Nombreuses sont ces personnes qui ont, pendant longtemps, demandé la fermeture de ces églises qui détruisent la société plutôt qu’elles ne la construisent. Même si c’est tard, la fermeture de dix (10) églises par la Police des cultes la semaine dernière annonce un début de soulagement pour les Togolais qui n’en ont que trop souffert. Mais cet organe est appelé à aller au-delà de ces actions. Il ne s’agit pas de faire deux poids deux mesures en s’attaquant seulement aux petites églises du quartier qui n’ont pas tellement d’influence. Il faut aussi être intransigeant avec ces lieux de culte créés par ces barons du régime et qui sont devenus des problèmes pour les populations dans leur quartier avec la nuisance sonore qu’elles produisent.

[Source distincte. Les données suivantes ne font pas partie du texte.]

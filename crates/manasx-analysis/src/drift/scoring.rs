//! Compliance scoring.

use manasx_core::types::Violation;

/// `100 - min(Σ penalty, 100)` where each penalty is the doubled severity
/// weight. Always within 0..=100 and never increases as violations are added.
pub fn compliance_score(violations: &[Violation]) -> u32 {
    let penalty: u32 = violations
        .iter()
        .map(|v| v.severity.penalty())
        .fold(0u32, |acc, p| acc.saturating_add(p));
    100 - penalty.min(100)
}

/// Arithmetic mean of per-file scores, rounded; 100 for no files.
pub fn directory_score(scores: &[u32]) -> u32 {
    if scores.is_empty() {
        return 100;
    }
    let sum: u64 = scores.iter().map(|&s| u64::from(s)).sum();
    (sum as f64 / scores.len() as f64).round() as u32
}
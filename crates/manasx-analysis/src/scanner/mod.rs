//! Scanner subsystem: deterministic file discovery and content hashing.
//!
//! Shared by the pattern learner (corpus enumeration) and the monitor
//! (watch-set enumeration and change stamps).

pub mod hasher;
pub mod types;
pub mod walker;

pub use hasher::hash_content;
pub use types::{WalkOptions, WalkOutcome};
pub use walker::{has_allowed_extension, relative_path, walk};
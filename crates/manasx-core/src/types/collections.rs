//! Re-exports of performance-oriented collection types.

pub use rustc_hash::{FxHashMap, FxHashSet};
pub use std::collections::BTreeMap;
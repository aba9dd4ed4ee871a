//! # manasx-monitor
//!
//! Continuous monitor for the ManasX governance pipeline: watches a source
//! tree, debounces changes, analyzes each settled file through the AI, drift
//! and rule stages, and keeps append-only logs that back the organizational
//! context.

pub mod actor;
pub mod analyzer;
pub mod context;
pub mod debounce;
pub mod logs;
pub mod monitor;
pub mod query;
pub mod state;
pub mod watcher;

pub use actor::{spawn, MonitorHandle};
pub use analyzer::FileAnalyzer;
pub use context::{MonitorContext, OrganizationalContext};
pub use debounce::Debouncer;
pub use logs::{ContextRecord, LogSink, SessionSummary};
pub use monitor::ContinuousMonitor;
pub use query::{HealthStatus, QuerySurface};
pub use state::MonitorState;
pub use watcher::{ChangeEvent, ChangeKind, PollWatcher};
//! Comment drift: density and dominant style.
//!
//! Missing comments in a well-commented project weigh more than excess
//! comments in a sparse one.

use manasx_core::types::profile::{CommentDensity, CommentStyle, PatternProfile};
use manasx_core::types::{Severity, Violation};

use super::checks::{DriftCheck, FileInput};
use super::types::DriftOptions;
use crate::learning::observe::MIN_LINES_FOR_DENSITY;

pub const RULE_ID: &str = "drift/comments";

pub struct CommentCheck;

impl DriftCheck for CommentCheck {
    fn name(&self) -> &'static str {
        "comments"
    }

    fn check(
        &self,
        input: &FileInput<'_>,
        profile: &PatternProfile,
        _options: &DriftOptions,
    ) -> Vec<Violation> {
        let recs = &profile.recommendations.comments;
        let stats = &input.comments;
        let mut violations = Vec::new();

        if let Some(expected) = recs.density {
            if stats.non_empty_lines >= MIN_LINES_FOR_DENSITY {
                let actual = stats.density_bucket();
                let severity = match (expected, actual) {
                    (CommentDensity::High, CommentDensity::None | CommentDensity::Low) => {
                        Some(Severity::Medium)
                    }
                    (CommentDensity::Medium, CommentDensity::None) => Some(Severity::Low),
                    (CommentDensity::None | CommentDensity::Low, CommentDensity::High) => {
                        Some(Severity::Info)
                    }
                    _ => None,
                };
                if let Some(severity) = severity {
                    let suggestion = if actual < expected {
                        "Document the public functions and non-obvious logic"
                    } else {
                        "Trim comments that restate the code"
                    };
                    violations.push(
                        Violation::new(
                            RULE_ID,
                            self.name(),
                            "density",
                            severity,
                            format!(
                                "Comment density is {actual} ({:.0}%), project norm is {expected}",
                                stats.density() * 100.0
                            ),
                            input.relative_path,
                            1,
                        )
                        .with_suggestion(suggestion),
                    );
                }
            }
        }

        if let (Some(expected), Some(actual)) = (recs.style, stats.dominant_style()) {
            if expected != actual {
                let line = first_comment_line(input.content, actual).unwrap_or(1);
                violations.push(
                    Violation::new(
                        RULE_ID,
                        self.name(),
                        "style",
                        Severity::Low,
                        format!("Mostly {actual} comments, project prefers {expected}"),
                        input.relative_path,
                        line,
                    )
                    .with_suggestion(format!("Prefer {expected} comments")),
                );
            }
        }

        violations
    }
}

/// 1-based line of the first comment written in `style`.
fn first_comment_line(content: &str, style: CommentStyle) -> Option<usize> {
    content.lines().enumerate().find_map(|(idx, line)| {
        let t = line.trim_start();
        let matches = match style {
            CommentStyle::SingleLine => t.starts_with("//"),
            CommentStyle::Doc => t.starts_with("/**") && !t.starts_with("/**/"),
            CommentStyle::MultiLine => t.starts_with("/*") && !(t.starts_with("/**") && !t.starts_with("/**/")),
        };
        matches.then_some(idx + 1)
    })
}
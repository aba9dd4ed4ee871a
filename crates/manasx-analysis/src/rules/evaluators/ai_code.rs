//! Rules that only run on content the classifier flagged as AI-generated.

use manasx_core::errors::RuleError;
use manasx_core::types::Violation;

use super::{all_hits, rule_pattern};
use crate::rules::types::{RuleContext, RuleEvaluator};

rule_pattern!(
    RE_PLACEHOLDER,
    r"(?i)\b(?:TODO|FIXME|XXX)\b|\byour (?:code|logic|implementation) here\b|\bnot implemented\b|\bplaceholder\b"
);

/// `ai-code/require-review-marker`
pub struct RequireReviewMarker;

impl RuleEvaluator for RequireReviewMarker {
    fn rule_id(&self) -> &'static str {
        "ai-code/require-review-marker"
    }

    fn evaluate(&self, ctx: &RuleContext<'_>) -> Result<Vec<Violation>, RuleError> {
        let marker = ctx.rule.string_param("marker", "@ai-reviewed")?;
        if ctx.content.contains(marker) {
            return Ok(Vec::new());
        }
        Ok(vec![ctx
            .rule
            .violation(
                ctx.file,
                1,
                format!("AI-generated code has no '{marker}' review marker"),
            )
            .with_suggestion(format!("Review the code, then add a // {marker} comment"))])
    }
}

/// `ai-code/no-placeholder-code`
pub struct NoPlaceholderCode;

impl RuleEvaluator for NoPlaceholderCode {
    fn rule_id(&self) -> &'static str {
        "ai-code/no-placeholder-code"
    }

    fn evaluate(&self, ctx: &RuleContext<'_>) -> Result<Vec<Violation>, RuleError> {
        let mut seen_lines = Vec::new();
        let mut violations = Vec::new();
        for hit in all_hits(&RE_PLACEHOLDER, ctx.content) {
            if seen_lines.contains(&hit.line) {
                continue;
            }
            seen_lines.push(hit.line);
            violations.push(
                ctx.rule
                    .violation(ctx.file, hit.line, format!("Placeholder left in code: '{}'", hit.text))
                    .with_column(hit.column)
                    .with_suggestion("Finish the implementation or remove the stub"),
            );
        }
        Ok(violations)
    }
}
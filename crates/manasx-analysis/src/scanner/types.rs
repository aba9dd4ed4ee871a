//! Scanner data types: WalkOptions, WalkOutcome.

use std::path::PathBuf;

use manasx_core::config::LearnConfig;
use manasx_core::constants::{DEFAULT_EXTENSIONS, DEFAULT_IGNORED_DIRS, DEFAULT_MAX_FILES};

/// What a walk includes.
#[derive(Debug, Clone)]
pub struct WalkOptions {
    /// Extension allow-list without the leading dot. Empty accepts every file.
    pub extensions: Vec<String>,
    /// Directory names skipped wherever they appear. Matched exactly.
    pub ignored_dirs: Vec<String>,
    /// Stop after this many files. `None` is unbounded.
    pub max_files: Option<usize>,
}

impl Default for WalkOptions {
    fn default() -> Self {
        Self {
            extensions: DEFAULT_EXTENSIONS.iter().map(|s| s.to_string()).collect(),
            ignored_dirs: DEFAULT_IGNORED_DIRS.iter().map(|s| s.to_string()).collect(),
            max_files: Some(DEFAULT_MAX_FILES),
        }
    }
}

impl WalkOptions {
    pub fn from_learn_config(config: &LearnConfig) -> Self {
        Self {
            extensions: config.effective_extensions(),
            ignored_dirs: config.effective_ignored_dirs(),
            max_files: Some(config.effective_max_files()),
        }
    }

    /// Same filters with no file cap, as the monitor needs.
    pub fn unbounded(mut self) -> Self {
        self.max_files = None;
        self
    }
}

/// The result of one walk.
#[derive(Debug, Clone, Default)]
pub struct WalkOutcome {
    /// Discovered files, absolute, in walk order.
    pub files: Vec<PathBuf>,
    /// Subdirectories that could not be listed.
    pub skipped_dirs: Vec<PathBuf>,
    pub errors: Vec<String>,
    /// True when `max_files` stopped the walk early.
    pub truncated: bool,
}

Il faut le reconnaître aussi que ce ne sont pas toutes les églises qui font dans l’escroquerie et du faux. Il y en a qui sont sérieuses, et leurs responsables crédibles. Mais plus de la moitié sont devenues des véritables problèmes sociaux dans ce pays. Et il faut les fermer pour permettre aux gens de respirer et envoyer ces pseudo-pasteurs chercher de l’emploi.

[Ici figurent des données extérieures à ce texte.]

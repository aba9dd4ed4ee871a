//! Naming drift: file name and declared identifiers against the learned conventions.

use manasx_core::types::profile::PatternProfile;
use manasx_core::types::{NamingConvention, Severity, Violation};

use super::checks::{DriftCheck, FileInput};
use super::types::DriftOptions;
use crate::learning::observe::{file_base, file_name};
use crate::tokenizer::{line_col, DeclKind};

pub const RULE_ID: &str = "drift/naming";

pub struct NamingCheck;

impl DriftCheck for NamingCheck {
    fn name(&self) -> &'static str {
        "naming"
    }

    fn check(
        &self,
        input: &FileInput<'_>,
        profile: &PatternProfile,
        _options: &DriftOptions,
    ) -> Vec<Violation> {
        let naming = &profile.recommendations.naming;
        let mut violations = Vec::new();

        if let Some(expected) = naming.files {
            let name = file_name(input.relative_path);
            let base = file_base(name);
            if !expected.accepts(base) {
                let renamed = format!("{}{}", expected.convert(base), &name[base.len()..]);
                violations.push(
                    Violation::new(
                        RULE_ID,
                        self.name(),
                        "files",
                        Severity::Low,
                        format!("File name '{name}' does not follow the project's {expected} convention"),
                        input.relative_path,
                        1,
                    )
                    .with_column(1)
                    .with_suggestion(format!("Rename the file to '{renamed}'")),
                );
            }
        }

        for decl in &input.declarations {
            let expected = match decl.kind {
                DeclKind::Variable => naming.variables,
                DeclKind::Function => naming.functions,
                DeclKind::Constant => naming.constants,
            };
            let Some(expected) = expected else {
                continue;
            };
            if expected.accepts(&decl.name) {
                continue;
            }
            let found = NamingConvention::classify(&decl.name);
            let (line, column) = line_col(input.content, decl.offset);
            let noun = match decl.kind {
                DeclKind::Variable => "Variable",
                DeclKind::Function => "Function",
                DeclKind::Constant => "Constant",
            };
            violations.push(
                Violation::new(
                    RULE_ID,
                    self.name(),
                    decl.kind.category(),
                    Severity::Low,
                    format!("{noun} '{}' uses {found}, project convention is {expected}", decl.name),
                    input.relative_path,
                    line,
                )
                .with_column(column)
                .with_suggestion(format!("Rename '{}' to '{}'", decl.name, expected.convert(&decl.name))),
            );
        }

        violations
    }
}
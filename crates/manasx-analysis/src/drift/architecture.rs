//! Architecture drift: files outside the learned common folders. Informational only.

use manasx_core::types::profile::PatternProfile;
use manasx_core::types::{Severity, Violation};

use super::checks::{DriftCheck, FileInput};
use super::types::DriftOptions;
use crate::learning::observe::parent_folder;

pub const RULE_ID: &str = "drift/architecture";

pub struct ArchitectureCheck;

impl DriftCheck for ArchitectureCheck {
    fn name(&self) -> &'static str {
        "architecture"
    }

    fn check(
        &self,
        input: &FileInput<'_>,
        profile: &PatternProfile,
        _options: &DriftOptions,
    ) -> Vec<Violation> {
        let common = &profile.recommendations.architecture.common_folders;
        if common.is_empty() {
            return Vec::new();
        }
        let Some(folder) = parent_folder(input.relative_path) else {
            return Vec::new();
        };
        if common.iter().any(|c| c == folder) {
            return Vec::new();
        }
        let examples = common.iter().take(3).cloned().collect::<Vec<_>>().join(", ");
        vec![Violation::new(
            RULE_ID,
            self.name(),
            "folder",
            Severity::Info,
            format!("Folder '{folder}' is not one of the project's common folders"),
            input.relative_path,
            1,
        )
        .with_suggestion(format!("Consider placing this file under one of: {examples}"))]
    }
}
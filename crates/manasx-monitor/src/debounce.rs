//! Per-path debounce timers as plain deadlines.
//!
//! No timers are spawned: the coordinator asks for `next_deadline()`,
//! sleeps until then, and drains `due(now)`. Tests drive it with
//! fabricated instants.

use std::path::{Path, PathBuf};
use std::time::Duration;

use rustc_hash::FxHashMap;
use tokio::time::Instant;

#[derive(Debug, Clone)]
pub struct Debouncer {
    window: Duration,
    deadlines: FxHashMap<PathBuf, Instant>,
}

impl Debouncer {
    pub fn new(window: Duration) -> Self {
        Self {
            window,
            deadlines: FxHashMap::default(),
        }
    }

    pub fn window(&self) -> Duration {
        self.window
    }

    /// Reset `path`'s timer to `now + window`. Returns true when the path
    /// had no pending timer.
    pub fn touch(&mut self, path: &Path, now: Instant) -> bool {
        self.deadlines
            .insert(path.to_path_buf(), now + self.window)
            .is_none()
    }

    /// Remove and return every path whose timer has expired, in path order.
    pub fn due(&mut self, now: Instant) -> Vec<PathBuf> {
        let mut ready: Vec<PathBuf> = self
            .deadlines
            .iter()
            .filter(|(_, deadline)| **deadline <= now)
            .map(|(path, _)| path.clone())
            .collect();
        ready.sort();
        for path in &ready {
            self.deadlines.remove(path);
        }
        ready
    }

    pub fn next_deadline(&self) -> Option<Instant> {
        self.deadlines.values().min().copied()
    }

    pub fn cancel(&mut self, path: &Path) -> bool {
        self.deadlines.remove(path).is_some()
    }

    /// Drop every pending timer; returns how many were cancelled.
    pub fn cancel_all(&mut self) -> usize {
        let n = self.deadlines.len();
        self.deadlines.clear();
        n
    }

    pub fn pending(&self) -> usize {
        self.deadlines.len()
    }

    pub fn is_pending(&self, path: &Path) -> bool {
        self.deadlines.contains_key(path)
    }
}

#[cfg(test)]
mod tests {
    use super::*;

    const WINDOW: Duration = Duration::from_millis(1000);

    #[test]
    fn burst_collapses_to_one() {
        let mut d = Debouncer::new(WINDOW);
        let t0 = Instant::now();
        let path = Path::new("src/a.js");
        assert!(d.touch(path, t0));
        for i in 1..10 {
            assert!(!d.touch(path, t0 + Duration::from_millis(100 * i)));
        }
        // Last touch at 900ms: nothing due until 1900ms.
        assert!(d.due(t0 + Duration::from_millis(1899)).is_empty());
        assert_eq!(d.due(t0 + Duration::from_millis(1900)), vec![PathBuf::from("src/a.js")]);
        assert_eq!(d.pending(), 0);
    }

    #[test]
    fn spaced_events_each_fire() {
        let mut d = Debouncer::new(WINDOW);
        let path = Path::new("src/a.js");
        let mut fired = 0;
        let mut now = Instant::now();
        for _ in 0..4 {
            d.touch(path, now);
            now += Duration::from_millis(1500);
            fired += d.due(now).len();
        }
        assert_eq!(fired, 4);
    }

    #[test]
    fn next_deadline_and_cancel() {
        let mut d = Debouncer::new(WINDOW);
        let t0 = Instant::now();
        d.touch(Path::new("b.js"), t0 + Duration::from_millis(50));
        d.touch(Path::new("a.js"), t0);
        assert_eq!(d.next_deadline(), Some(t0 + WINDOW));
        assert!(d.cancel(Path::new("a.js")));
        assert_eq!(d.next_deadline(), Some(t0 + Duration::from_millis(1050)));
        assert_eq!(d.cancel_all(), 1);
        assert!(d.next_deadline().is_none());
    }
}
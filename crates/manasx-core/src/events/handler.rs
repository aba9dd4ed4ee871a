//! ManasxEventHandler trait, every method a no-op by default.

use super::types::*;

/// Trait for handling monitor events.
///
/// Handlers only override the events they care about. `Send + Sync` so a
/// handler can be shared with the coordinator task.
pub trait ManasxEventHandler: Send + Sync {
    fn on_monitor_started(&self, _event: &MonitorStartedEvent) {}
    fn on_file_analyzed(&self, _event: &FileAnalyzedEvent) {}
    fn on_violation_detected(&self, _event: &ViolationDetectedEvent) {}
    fn on_monitor_stopped(&self, _event: &MonitorStoppedEvent) {}
    fn on_error(&self, _event: &ErrorEvent) {}
}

« Les églises qui sont fermées ne sont pas membres de notre syndicat. C’est pour voir les motifs sur lesquels la Police des cultes s’est basée pour fermer provisoirement ces lieux de culte. Ils nous ont expliqué qu’ils ne se sont pas levés du jour au lendemain pour procéder à la fermeture de ces églises. Il y a d’abord eu des plaintes des riverains suivies de plusieurs tentatives pour raisonner mais les pasteurs des églises concernées n’ont pas obtempéré », a indiqué le Secrétaire général du Syndicat des pasteurs We are one du Togo (SYNPAWAOTO), Dominique Koffi Totcha lors d’une rencontre avec les responsables de la Police des cultes. A l’en croire, les églises fermées ne disposent même pas d’une autorisation, donc sont en conflit avec la loi.